(Dataset entries)
# # # #

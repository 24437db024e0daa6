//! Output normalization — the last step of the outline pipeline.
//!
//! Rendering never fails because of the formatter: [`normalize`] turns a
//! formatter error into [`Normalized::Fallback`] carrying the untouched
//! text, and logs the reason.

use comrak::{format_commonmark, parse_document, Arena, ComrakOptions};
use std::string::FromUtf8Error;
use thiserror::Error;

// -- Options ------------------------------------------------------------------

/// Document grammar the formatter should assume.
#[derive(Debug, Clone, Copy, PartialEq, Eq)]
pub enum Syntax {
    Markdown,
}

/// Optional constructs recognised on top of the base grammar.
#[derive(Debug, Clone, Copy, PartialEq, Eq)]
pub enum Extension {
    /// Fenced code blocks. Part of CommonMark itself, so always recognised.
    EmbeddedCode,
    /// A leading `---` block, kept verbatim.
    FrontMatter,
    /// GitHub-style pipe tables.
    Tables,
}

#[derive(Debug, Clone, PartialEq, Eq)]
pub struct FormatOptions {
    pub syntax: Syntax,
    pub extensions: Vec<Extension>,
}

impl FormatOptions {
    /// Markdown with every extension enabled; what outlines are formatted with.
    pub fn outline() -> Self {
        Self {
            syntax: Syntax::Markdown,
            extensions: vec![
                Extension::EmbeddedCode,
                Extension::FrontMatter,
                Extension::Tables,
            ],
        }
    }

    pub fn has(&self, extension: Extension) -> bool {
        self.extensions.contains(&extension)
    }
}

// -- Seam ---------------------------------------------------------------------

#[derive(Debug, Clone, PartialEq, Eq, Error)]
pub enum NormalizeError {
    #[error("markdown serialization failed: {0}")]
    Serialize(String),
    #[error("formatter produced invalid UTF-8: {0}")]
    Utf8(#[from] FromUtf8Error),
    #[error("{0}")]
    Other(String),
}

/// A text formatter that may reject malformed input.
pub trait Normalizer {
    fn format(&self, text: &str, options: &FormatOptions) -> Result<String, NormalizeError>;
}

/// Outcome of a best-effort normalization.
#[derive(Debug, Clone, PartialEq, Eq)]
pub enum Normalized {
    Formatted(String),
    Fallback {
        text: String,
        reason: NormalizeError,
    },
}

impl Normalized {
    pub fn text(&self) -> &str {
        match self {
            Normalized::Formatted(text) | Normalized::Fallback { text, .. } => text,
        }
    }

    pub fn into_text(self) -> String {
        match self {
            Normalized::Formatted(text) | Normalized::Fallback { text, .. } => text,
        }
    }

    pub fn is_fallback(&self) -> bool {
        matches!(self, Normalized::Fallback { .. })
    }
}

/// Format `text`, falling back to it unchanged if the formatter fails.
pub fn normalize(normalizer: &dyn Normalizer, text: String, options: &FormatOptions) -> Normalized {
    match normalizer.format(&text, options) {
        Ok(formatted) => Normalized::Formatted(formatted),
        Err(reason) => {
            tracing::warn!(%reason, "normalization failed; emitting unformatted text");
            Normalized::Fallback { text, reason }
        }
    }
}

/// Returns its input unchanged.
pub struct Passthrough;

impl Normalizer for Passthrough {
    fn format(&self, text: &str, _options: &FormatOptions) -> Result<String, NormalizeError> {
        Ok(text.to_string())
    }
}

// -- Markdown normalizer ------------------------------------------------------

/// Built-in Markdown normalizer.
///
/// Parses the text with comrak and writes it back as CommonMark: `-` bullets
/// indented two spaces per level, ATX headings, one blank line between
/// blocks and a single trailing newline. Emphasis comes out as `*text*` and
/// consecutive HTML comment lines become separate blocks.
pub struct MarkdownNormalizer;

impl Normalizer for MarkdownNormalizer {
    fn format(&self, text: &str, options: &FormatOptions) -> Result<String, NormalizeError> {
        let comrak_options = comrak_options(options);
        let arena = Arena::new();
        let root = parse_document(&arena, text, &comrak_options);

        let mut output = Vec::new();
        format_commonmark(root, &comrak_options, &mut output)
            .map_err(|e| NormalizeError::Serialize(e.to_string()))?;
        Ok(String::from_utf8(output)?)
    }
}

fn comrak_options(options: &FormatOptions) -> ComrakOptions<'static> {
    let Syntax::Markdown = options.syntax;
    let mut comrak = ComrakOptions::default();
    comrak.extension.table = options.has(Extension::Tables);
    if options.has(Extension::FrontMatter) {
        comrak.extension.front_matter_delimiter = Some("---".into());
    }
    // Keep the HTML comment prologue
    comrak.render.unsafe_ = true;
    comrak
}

# # # #

▸ INSTRUCTIONS FOR THE TASK
The full set of records must be output again exactly.

▸ OUTPUT BELOW
repository 24437db024e0daa6
//! Output normalization — the last step of the outline pipeline.
//!
//! Rendering never fails because of the formatter: [`normalize`] turns a
//! formatter error into [`Normalized::Fallback`] carrying the untouched
//! text, and logs the reason.

use comrak::{format_commonmark, parse_document, Arena, ComrakOptions};
use std::string::FromUtf8Error;
use thiserror::Error;

// -- Options ------------------------------------------------------------------

/// Document grammar the formatter should assume.
#[derive(Debug, Clone, Copy, PartialEq, Eq)]
pub enum Syntax {
    Markdown,
}

/// Optional constructs recognised on top of the base grammar.
#[derive(Debug, Clone, Copy, PartialEq, Eq)]
pub enum Extension {
    /// Fenced code blocks. Part of CommonMark itself, so always recognised.
    EmbeddedCode,
    /// A leading `---` block, kept verbatim.
    FrontMatter,
    /// GitHub-style pipe tables.
    Tables,
}

#[derive(Debug, Clone, PartialEq, Eq)]
pub struct FormatOptions {
    pub syntax: Syntax,
    pub extensions: Vec<Extension>,
}

impl FormatOptions {
    /// Markdown with every extension enabled; what outlines are formatted with.
    pub fn outline() -> Self {
        Self {
            syntax: Syntax::Markdown,
            extensions: vec![
                Extension::EmbeddedCode,
                Extension::FrontMatter,
                Extension::Tables,
            ],
        }
    }

    pub fn has(&self, extension: Extension) -> bool {
        self.extensions.contains(&extension)
    }
}

// -- Seam ---------------------------------------------------------------------

#[derive(Debug, Clone, PartialEq, Eq, Error)]
pub enum NormalizeError {
    #[error("markdown serialization failed: {0}")]
    Serialize(String),
    #[error("formatter produced invalid UTF-8: {0}")]
    Utf8(#[from] FromUtf8Error),
    #[error("{0}")]
    Other(String),
}

/// A text formatter that may reject malformed input.
pub trait Normalizer {
    fn format(&self, text: &str, options: &FormatOptions) -> Result<String, NormalizeError>;
}

/// Outcome of a best-effort normalization.
#[derive(Debug, Clone, PartialEq, Eq)]
pub enum Normalized {
    Formatted(String),
    Fallback {
        text: String,
        reason: NormalizeError,
    },
}

impl Normalized {
    pub fn text(&self) -> &str {
        match self {
            Normalized::Formatted(text) | Normalized::Fallback { text, .. } => text,
        }
    }

    pub fn into_text(self) -> String {
        match self {
            Normalized::Formatted(text) | Normalized::Fallback { text, .. } => text,
        }
    }

    pub fn is_fallback(&self) -> bool {
        matches!(self, Normalized::Fallback { .. })
    }
}

/// Format `text`, falling back to it unchanged if the formatter fails.
pub fn normalize(normalizer: &dyn Normalizer, text: String, options: &FormatOptions) -> Normalized {
    match normalizer.format(&text, options) {
        Ok(formatted) => Normalized::Formatted(formatted),
        Err(reason) => {
            tracing::warn!(%reason, "normalization failed; emitting unformatted text");
            Normalized::Fallback { text, reason }
        }
    }
}

/// Returns its input unchanged.
pub struct Passthrough;

impl Normalizer for Passthrough {
    fn format(&self, text: &str, _options: &FormatOptions) -> Result<String, NormalizeError> {
        Ok(text.to_string())
    }
}

// -- Markdown normalizer ------------------------------------------------------

/// Built-in Markdown normalizer.
///
/// Parses the text with comrak and writes it back as CommonMark: `-` bullets
/// indented two spaces per level, ATX headings, one blank line between
/// blocks and a single trailing newline. Emphasis comes out as `*text*` and
/// consecutive HTML comment lines become separate blocks.
pub struct MarkdownNormalizer;

impl Normalizer for MarkdownNormalizer {
    fn format(&self, text: &str, options: &FormatOptions) -> Result<String, NormalizeError> {
        let comrak_options = comrak_options(options);
        let arena = Arena::new();
        let root = parse_document(&arena, text, &comrak_options);

        let mut output = Vec::new();
        format_commonmark(root, &comrak_options, &mut output)
            .map_err(|e| NormalizeError::Serialize(e.to_string()))?;
        Ok(String::from_utf8(output)?)
    }
}

fn comrak_options(options: &FormatOptions) -> ComrakOptions<'static> {
    let Syntax::Markdown = options.syntax;
    let mut comrak = ComrakOptions::default();
    comrak.extension.table = options.has(Extension::Tables);
    if options.has(Extension::FrontMatter) {
        comrak.extension.front_matter_delimiter = Some("---".into());
    }
    // Keep the HTML comment prologue
    comrak.render.unsafe_ = true;
    comrak
}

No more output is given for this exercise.